> [Exercise brief]:
After locating the line that contains "let before = observers.len();" in the records below, write out exactly that line and each line after it through the one that contains "self.alerts.fetch_add(1, Ordering::SeqCst);", and nothing else.
*** Begin section ***
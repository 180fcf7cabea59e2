//! Process events, the publisher that fans them out, and two observers.

use super::{object_arg, receiver, text_arg};
use crate::manifest::{ConstructorDescriptor, MemberDescriptor, TypeDescriptor};
use crate::types::{Instance, ParamKind, Raised, Value};
use std::sync::atomic::{AtomicUsize, Ordering};
use std::sync::{Arc, Mutex, PoisonError};

/// Something that wants to hear about process events.
pub trait EventSink: Send + Sync {
    fn on_event(&self, event: &ProcessEvent);
    fn observer_id(&self) -> &str;
}

/// What every observer instance wraps, so the publisher can hold any of them.
#[derive(Clone)]
pub(crate) struct ObserverHandle(Arc<dyn EventSink>);

/// An event emitted by a process.
#[derive(Debug, Clone, PartialEq, Eq)]
pub struct ProcessEvent {
    pub event_id: String,
    pub event_type: String,
    pub message: String,
    pub timestamp: i64,
}

/// Fans events out to registered observers.
#[derive(Default)]
pub struct EventPublisher {
    observers: Mutex<Vec<ObserverHandle>>,
}

impl EventPublisher {
    fn add(&self, observer: ObserverHandle) {
        self.observers
            .lock()
            .unwrap_or_else(PoisonError::into_inner)
            .push(observer);
    }

    fn remove(&self, observer: &ObserverHandle) -> bool {
        let mut observers = self.observers.lock().unwrap_or_else(PoisonError::into_inner);
        let before = observers.len();
        observers.retain(|existing| !Arc::ptr_eq(&existing.0, &observer.0));
        observers.len() != before
    }

    /// Deliver to every observer; returns how many were notified.
    pub fn publish(&self, event: &ProcessEvent) -> usize {
        let observers = self
            .observers
            .lock()
            .unwrap_or_else(PoisonError::into_inner)
            .clone();
        for observer in &observers {
            observer.0.on_event(event);
        }
        observers.len()
    }

    #[must_use]
    pub fn observer_count(&self) -> usize {
        self.observers.lock().unwrap_or_else(PoisonError::into_inner).len()
    }
}

/// Records every event as a log line.
#[derive(Debug, Default)]
pub struct LoggingObserver {
    lines: Mutex<Vec<String>>,
}

impl LoggingObserver {
    #[must_use]
    pub fn lines(&self) -> Vec<String> {
        self.lines.lock().unwrap_or_else(PoisonError::into_inner).clone()
    }
}

impl EventSink for LoggingObserver {
    fn on_event(&self, event: &ProcessEvent) {
        tracing::debug!(event_id = %event.event_id, "LoggingObserver received event");
        self.lines
            .lock()
            .unwrap_or_else(PoisonError::into_inner)
            .push(format!("[{}] {}: {}", event.event_type, event.event_id, event.message));
    }

    fn observer_id(&self) -> &str {
        "logging-observer"
    }
}

/// Counts events whose type signals trouble.
#[derive(Debug, Default)]
pub struct AlertingObserver {
    alerts: AtomicUsize,
}

impl AlertingObserver {
    #[must_use]
    pub fn alert_count(&self) -> usize {
        self.alerts.load(Ordering::SeqCst)
    }
}

impl EventSink for AlertingObserver {
    fn on_event(&self, event: &ProcessEvent) {
        if matches!(event.event_type.to_ascii_uppercase().as_str(), "ERROR" | "ALERT") {
            self.alerts.fetch_add(1, Ordering::SeqCst);
        }
    }

    fn observer_id(&self) -> &str {
        "alerting-observer"
    }
}

fn observer_type<S, F>(name: &'static str, make: F) -> TypeDescriptor
where
    S: EventSink + 'static,
    F: Fn() -> S + Send + Sync + 'static,
{
    TypeDescriptor::class(name)
        .implements("EventObserver")
        .constructor(
            ConstructorDescriptor::public()
                .body(move |_| Ok(Instance::new(name, ObserverHandle(Arc::new(make()))))),
        )
        .member(
            MemberDescriptor::method("onEvent")
                .param(ParamKind::Object("ProcessEvent".into()))
                .body(|this, args| {
                    let observer = receiver::<ObserverHandle>(this, "EventObserver")?;
                    observer
                        .0
                        .on_event(object_arg::<ProcessEvent>(args, 0, "ProcessEvent")?);
                    Ok(Value::Unit)
                }),
        )
        .member(
            MemberDescriptor::method("getObserverId")
                .returns("String")
                .body(|this, _| {
                    let observer = receiver::<ObserverHandle>(this, "EventObserver")?;
                    Ok(Value::Text(observer.0.observer_id().to_string()))
                }),
        )
}

fn event_accessor(name: &str, returns: &str, read: fn(&ProcessEvent) -> Value) -> MemberDescriptor {
    MemberDescriptor::method(name)
        .returns(returns)
        .body(move |this, _| Ok(read(receiver::<ProcessEvent>(this, "ProcessEvent")?)))
}

fn observer_arg(args: &[Value]) -> Result<ObserverHandle, Raised> {
    object_arg::<ObserverHandle>(args, 0, "EventObserver").cloned()
}

pub(super) fn types() -> Vec<TypeDescriptor> {
    let capability = TypeDescriptor::interface("EventObserver")
        .member(MemberDescriptor::method("onEvent").param(ParamKind::Object("ProcessEvent".into())))
        .member(MemberDescriptor::method("getObserverId").returns("String"));

    let event = TypeDescriptor::class("ProcessEvent")
        .constructor(
            ConstructorDescriptor::public()
                .param(ParamKind::Text)
                .param(ParamKind::Text)
                .param(ParamKind::Text)
                .param(ParamKind::Long)
                .body(|args| {
                    let timestamp = match args.get(3) {
                        Some(Value::Long(ms)) => *ms,
                        _ => return Err(Raised::new("argument 3 must be a timestamp")),
                    };
                    Ok(Instance::new(
                        "ProcessEvent",
                        ProcessEvent {
                            event_id: text_arg(args, 0)?.to_string(),
                            event_type: text_arg(args, 1)?.to_string(),
                            message: text_arg(args, 2)?.to_string(),
                            timestamp,
                        },
                    ))
                }),
        )
        .member(event_accessor("getEventId", "String", |e| Value::Text(e.event_id.clone())))
        .member(event_accessor("getEventType", "String", |e| Value::Text(e.event_type.clone())))
        .member(event_accessor("getMessage", "String", |e| Value::Text(e.message.clone())))
        .member(event_accessor("getTimestamp", "long", |e| Value::Long(e.timestamp)));

    let publisher = TypeDescriptor::class("EventPublisher")
        .constructor(
            ConstructorDescriptor::public()
                .body(|_| Ok(Instance::new("EventPublisher", EventPublisher::default()))),
        )
        .member(
            MemberDescriptor::method("addObserver")
                .param(ParamKind::Object("EventObserver".into()))
                .body(|this, args| {
                    receiver::<EventPublisher>(this, "EventPublisher")?.add(observer_arg(args)?);
                    Ok(Value::Unit)
                }),
        )
        .member(
            MemberDescriptor::method("removeObserver")
                .param(ParamKind::Object("EventObserver".into()))
                .returns("boolean")
                .body(|this, args| {
                    let removed = receiver::<EventPublisher>(this, "EventPublisher")?
                        .remove(&observer_arg(args)?);
                    Ok(Value::Boolean(removed))
                }),
        )
        .member(
            MemberDescriptor::method("publishEvent")
                .param(ParamKind::Object("ProcessEvent".into()))
                .returns("int")
                .body(|this, args| {
                    let publisher = receiver::<EventPublisher>(this, "EventPublisher")?;
                    let notified =
                        publisher.publish(object_arg::<ProcessEvent>(args, 0, "ProcessEvent")?);
                    Ok(Value::Integer(i32::try_from(notified).unwrap_or(i32::MAX)))
                }),
        )
        .member(
            MemberDescriptor::method("getObserverCount")
                .returns("int")
                .body(|this, _| {
                    let count = receiver::<EventPublisher>(this, "EventPublisher")?.observer_count();
                    Ok(Value::Integer(i32::try_from(count).unwrap_or(i32::MAX)))
                }),
        );

    vec![
        capability,
        event,
        publisher,
        observer_type("LoggingObserver", LoggingObserver::default),
        observer_type("AlertingObserver", AlertingObserver::default),
    ]
}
*** End section ***
> [Result]:
        let before = observers.len();
        observers.retain(|existing| !Arc::ptr_eq(&existing.0, &observer.0));
        observers.len() != before
    }

    /// Deliver to every observer; returns how many were notified.
    pub fn publish(&self, event: &ProcessEvent) -> usize {
        let observers = self
            .observers
            .lock()
            .unwrap_or_else(PoisonError::into_inner)
            .clone();
        for observer in &observers {
            observer.0.on_event(event);
        }
        observers.len()
    }

    #[must_use]
    pub fn observer_count(&self) -> usize {
        self.observers.lock().unwrap_or_else(PoisonError::into_inner).len()
    }
}

/// Records every event as a log line.
#[derive(Debug, Default)]
pub struct LoggingObserver {
    lines: Mutex<Vec<String>>,
}

impl LoggingObserver {
    #[must_use]
    pub fn lines(&self) -> Vec<String> {
        self.lines.lock().unwrap_or_else(PoisonError::into_inner).clone()
    }
}

impl EventSink for LoggingObserver {
    fn on_event(&self, event: &ProcessEvent) {
        tracing::debug!(event_id = %event.event_id, "LoggingObserver received event");
        self.lines
            .lock()
            .unwrap_or_else(PoisonError::into_inner)
            .push(format!("[{}] {}: {}", event.event_type, event.event_id, event.message));
    }

    fn observer_id(&self) -> &str {
        "logging-observer"
    }
}

/// Counts events whose type signals trouble.
#[derive(Debug, Default)]
pub struct AlertingObserver {
    alerts: AtomicUsize,
}

impl AlertingObserver {
    #[must_use]
    pub fn alert_count(&self) -> usize {
        self.alerts.load(Ordering::SeqCst)
    }
}

impl EventSink for AlertingObserver {
    fn on_event(&self, event: &ProcessEvent) {
        if matches!(event.event_type.to_ascii_uppercase().as_str(), "ERROR" | "ALERT") {
            self.alerts.fetch_add(1, Ordering::SeqCst);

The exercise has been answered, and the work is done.